United States District Court, D. South Carolina, Aiken Division

July 6, 2015

Karry Matthew Gilliard, Plaintiff,
v.
Warden Taylor, Defendants.

ORDER

TIMOTHY M. CAIN, UNITED STATES DISTRICT JUDGE

Petitioner Karry Matthew Gilliard, a state inmate proceeding pro se, filed this Petition seeking habeas corpus relief pursuant to 28 U.S.C. § 2254.[1] Defendant Warden Taylor has filed a motion to dismiss. (ECF No. 17). Before the court is the magistrate judge’s Report and Recommendation (“Report”), recommending that the court grant Defendant’s motion to dismiss. (ECF No. 24). Petitioner was advised of his right to file objections to the Report. (ECF No. 24 at 14). However, Petitioner has not filed objections, and the time to do so has now run.

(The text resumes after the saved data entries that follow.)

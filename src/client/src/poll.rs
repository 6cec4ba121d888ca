use std::{sync::Arc, time::Duration};

use common::model::{game::GameCode, messages::GameDetails};
use tokio::{sync::oneshot, task::JoinHandle, time};
use tracing::{debug, error, info, warn};

use crate::{
    api::GameApi,
    error::{ClientError, Result},
    retry::RetryPolicy,
    state::{Event, GameResult, GameStore},
};

/// A running poll loop for one game. Dropping the handle stops the loop.
pub struct PollHandle {
    pub code: GameCode,
    cancel: Option<oneshot::Sender<()>>,
    task: JoinHandle<()>,
}

impl PollHandle {
    pub fn spawn<A: GameApi>(
        api: Arc<A>,
        store: Arc<GameStore>,
        code: GameCode,
        interval: Duration,
        retry: RetryPolicy,
    ) -> Self {
        let (cancel, cancelled) = oneshot::channel();
        let task = tokio::spawn(poll_game_status(
            api,
            store,
            code.clone(),
            interval,
            retry,
            cancelled,
        ));
        PollHandle {
            code,
            cancel: Some(cancel),
            task,
        }
    }

    pub fn is_finished(&self) -> bool {
        self.task.is_finished()
    }

    /// Stop the loop and wait for the task to exit.
    pub async fn cancel(mut self) {
        if let Some(cancel) = self.cancel.take() {
            let _ = cancel.send(());
        }
        if let Err(e) = (&mut self.task).await {
            warn!("Poll task for game {} exited abnormally: {}", self.code, e);
        }
    }
}

impl Drop for PollHandle {
    fn drop(&mut self) {
        // Dropping the sender also wakes the loop, abort covers a task that
        // has not been polled yet
        self.cancel.take();
        self.task.abort();
    }
}

fn resolved_result(code: &GameCode, details: GameDetails) -> Result<GameResult> {
    match (details.player1, details.player2, details.outcome) {
        (Some(player), Some(opponent), Some(outcome)) => Ok(GameResult {
            player,
            opponent,
            outcome,
        }),
        _ => Err(ClientError::IncompleteResult(code.clone())),
    }
}

/// Poll `GET /game/{code}` until the game resolves, failures exhaust the retry
/// policy, or the loop is cancelled.
async fn poll_game_status<A: GameApi>(
    api: Arc<A>,
    store: Arc<GameStore>,
    code: GameCode,
    interval: Duration,
    retry: RetryPolicy,
    mut cancelled: oneshot::Receiver<()>,
) {
    let mut delay = interval;
    let mut failures = 0;
    loop {
        tokio::select! {
            _ = &mut cancelled => {
                debug!("Polling for game {} cancelled", code);
                return;
            }
            _ = time::sleep(delay) => {}
        }

        let response = tokio::select! {
            _ = &mut cancelled => {
                debug!("Polling for game {} cancelled mid-request", code);
                return;
            }
            response = api.game_status(&code) => response,
        };

        let outcome = response.and_then(|details| {
            if details.state.is_active() {
                Ok(None)
            } else {
                resolved_result(&code, details).map(Some)
            }
        });

        match outcome {
            Ok(None) => {
                debug!("Game {} still active", code);
                failures = 0;
                delay = interval;
                store.dispatch(Event::StillWaiting { code: code.clone() });
            }
            Ok(Some(result)) => {
                info!("Opponent played in game {}: {}", code, result.outcome);
                store.dispatch(Event::OpponentPlayed { code, result });
                return;
            }
            Err(e) => {
                failures += 1;
                match retry.backoff(failures) {
                    Some(backoff) => {
                        warn!(
                            "Poll {} for game {} failed, retrying in {:?}: {}",
                            failures, code, backoff, e
                        );
                        delay = backoff;
                    }
                    None => {
                        error!("Giving up on game {} after {} failures: {}", code, failures, e);
                        store.dispatch(Event::PollingStopped {
                            code,
                            reason: e.to_string(),
                        });
                        return;
                    }
                }
            }
        }
    }
}
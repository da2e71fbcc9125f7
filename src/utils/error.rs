//! Error Handling Module
//!
//! Defines the error taxonomy for the diagnosis pipeline.
//! Uses thiserror for ergonomic error definitions.

use std::path::PathBuf;

use serde::{Deserialize, Serialize};
use thiserror::Error;

/// Main error type for plant_doctor operations
#[derive(Error, Debug)]
pub enum PlantDoctorError {
    /// The model artifact is missing or could not be loaded
    #[error("Failed to load model at '{0}': {1}")]
    ModelLoad(PathBuf, String),

    /// The label mapping or advice table is missing or malformed
    #[error("Failed to load catalog at '{0}': {1}")]
    CatalogLoad(PathBuf, String),

    /// A prediction was requested while no model is loaded
    #[error("model not loaded")]
    ModelNotReady,

    /// The request bytes are not a decodable image
    #[error("failed to decode image: {0}")]
    Decode(String),

    /// A class index outside the catalog range
    #[error("Unknown class index {index} (catalog has {len} labels)")]
    UnknownIndex { index: usize, len: usize },

    /// Engine output width and catalog size disagree
    #[error("Model produces {engine} classes but the label catalog has {catalog}")]
    CatalogMismatch { engine: usize, catalog: usize },

    /// The engine failed while running a loaded model
    #[error("Inference error: {0}")]
    Inference(String),

    /// Configuration error
    #[error("Configuration error: {0}")]
    Config(String),

    /// IO error
    #[error("IO error: {0}")]
    Io(#[from] std::io::Error),

    /// Serialization/deserialization error
    #[error("Serialization error: {0}")]
    Serialization(String),
}

impl From<serde_json::Error> for PlantDoctorError {
    fn from(err: serde_json::Error) -> Self {
        PlantDoctorError::Serialization(err.to_string())
    }
}

/// Closed set of per-request failure categories reported in a prediction result
#[derive(Debug, Clone, Copy, PartialEq, Eq, Serialize, Deserialize)]
#[serde(rename_all = "snake_case")]
pub enum PredictionErrorKind {
    ModelNotReady,
    Decode,
    Inference,
    UnknownIndex,
}

impl PlantDoctorError {
    /// Category of this error when it surfaces inside a prediction request
    pub fn kind(&self) -> PredictionErrorKind {
        match self {
            PlantDoctorError::ModelNotReady => PredictionErrorKind::ModelNotReady,
            PlantDoctorError::Decode(_) | PlantDoctorError::Io(_) => PredictionErrorKind::Decode,
            PlantDoctorError::UnknownIndex { .. } | PlantDoctorError::CatalogMismatch { .. } => {
                PredictionErrorKind::UnknownIndex
            }
            _ => PredictionErrorKind::Inference,
        }
    }

    /// Whether this error only ever happens while building the service
    pub fn is_startup_error(&self) -> bool {
        matches!(
            self,
            PlantDoctorError::ModelLoad(..)
                | PlantDoctorError::CatalogLoad(..)
                | PlantDoctorError::CatalogMismatch { .. }
                | PlantDoctorError::Config(_)
        )
    }
}

/// Convenience Result type for plant_doctor operations
pub type Result<T> = std::result::Result<T, PlantDoctorError>;

#[cfg(test)]
mod tests {
    use super::*;

    #[test]
    fn test_error_display() {
        assert_eq!(PlantDoctorError::ModelNotReady.to_string(), "model not loaded");

        let err = PlantDoctorError::Decode("unsupported format".to_string());
        assert!(err.to_string().contains("decode"));
    }

    #[test]
    fn test_model_load_error() {
        let path = PathBuf::from("/models/plant_doctor.mpk");
        let err = PlantDoctorError::ModelLoad(path, "file not found".to_string());
        assert!(err.to_string().contains("plant_doctor.mpk"));
        assert!(err.is_startup_error());
    }

    #[test]
    fn test_error_kind() {
        assert_eq!(
            PlantDoctorError::ModelNotReady.kind(),
            PredictionErrorKind::ModelNotReady
        );
        assert_eq!(
            PlantDoctorError::Decode(String::new()).kind(),
            PredictionErrorKind::Decode
        );
        assert_eq!(
            PlantDoctorError::UnknownIndex { index: 7, len: 4 }.kind(),
            PredictionErrorKind::UnknownIndex
        );
        assert_eq!(
            PlantDoctorError::Inference("shape".to_string()).kind(),
            PredictionErrorKind::Inference
        );
    }

    #[test]
    fn test_error_kind_serializes_snake_case() {
        let json = serde_json::to_string(&PredictionErrorKind::ModelNotReady).unwrap();
        assert_eq!(json, "\"model_not_ready\"");
    }
}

The Report has no presumptive weight and the responsibility to make a final determination remains with this court. See Mathews v. Weber, 423 U.S. 261, 270-71 (1976). In the absence of objections to the Report, this court is not required to provide an explanation for adopting the recommendation. See Camby v. Davis, 718 F.2d 198, 199 (4th Cir. 1983). Rather, “in the absence of a timely filed objection, a district court need not conduct a de novo review, but instead must only satisfy itself that there is no clear error on the face of the record in order to accept the recommendation.” Diamond v. Colonial Life & Acc. Ins. Co., 416 F.3d 310, 315 (4th Cir. 2005) (quoting Fed.R.Civ.P. 72 advisory committee’s note).

After a thorough review of the applicable law, the record in this case, and the Report, the court finds no clear error and, therefore, adopts the Report (ECF No. 24) and incorporates it herein by reference. Accordingly, Defendant’s motion to dismiss (ECF No. 17) is hereby GRANTED, and this case is dismissed without prejudice.

In addition, a certificate of appealability will not issue to a prisoner seeking habeas relief absent “a substantial showing of the denial of a constitutional right.” 28 U.S.C. § 2253(c)(2). A prisoner satisfies this standard by demonstrating that reasonable jurists would find both that his constitutional claims are debatable and that any dispositive procedural rulings by the district court are also debatable or wrong. See Miller-El v. Cockrell, 537 U.S. 322, 336 (2003); Rose v. Lee, 252 F.3d 676, 683 (4th Cir. 2001). In this case, the court finds that the petitioner has failed to make a substantial showing of the denial of a constitutional right. Accordingly, the court declines to issue a certificate of appealability.

IT IS SO ORDERED.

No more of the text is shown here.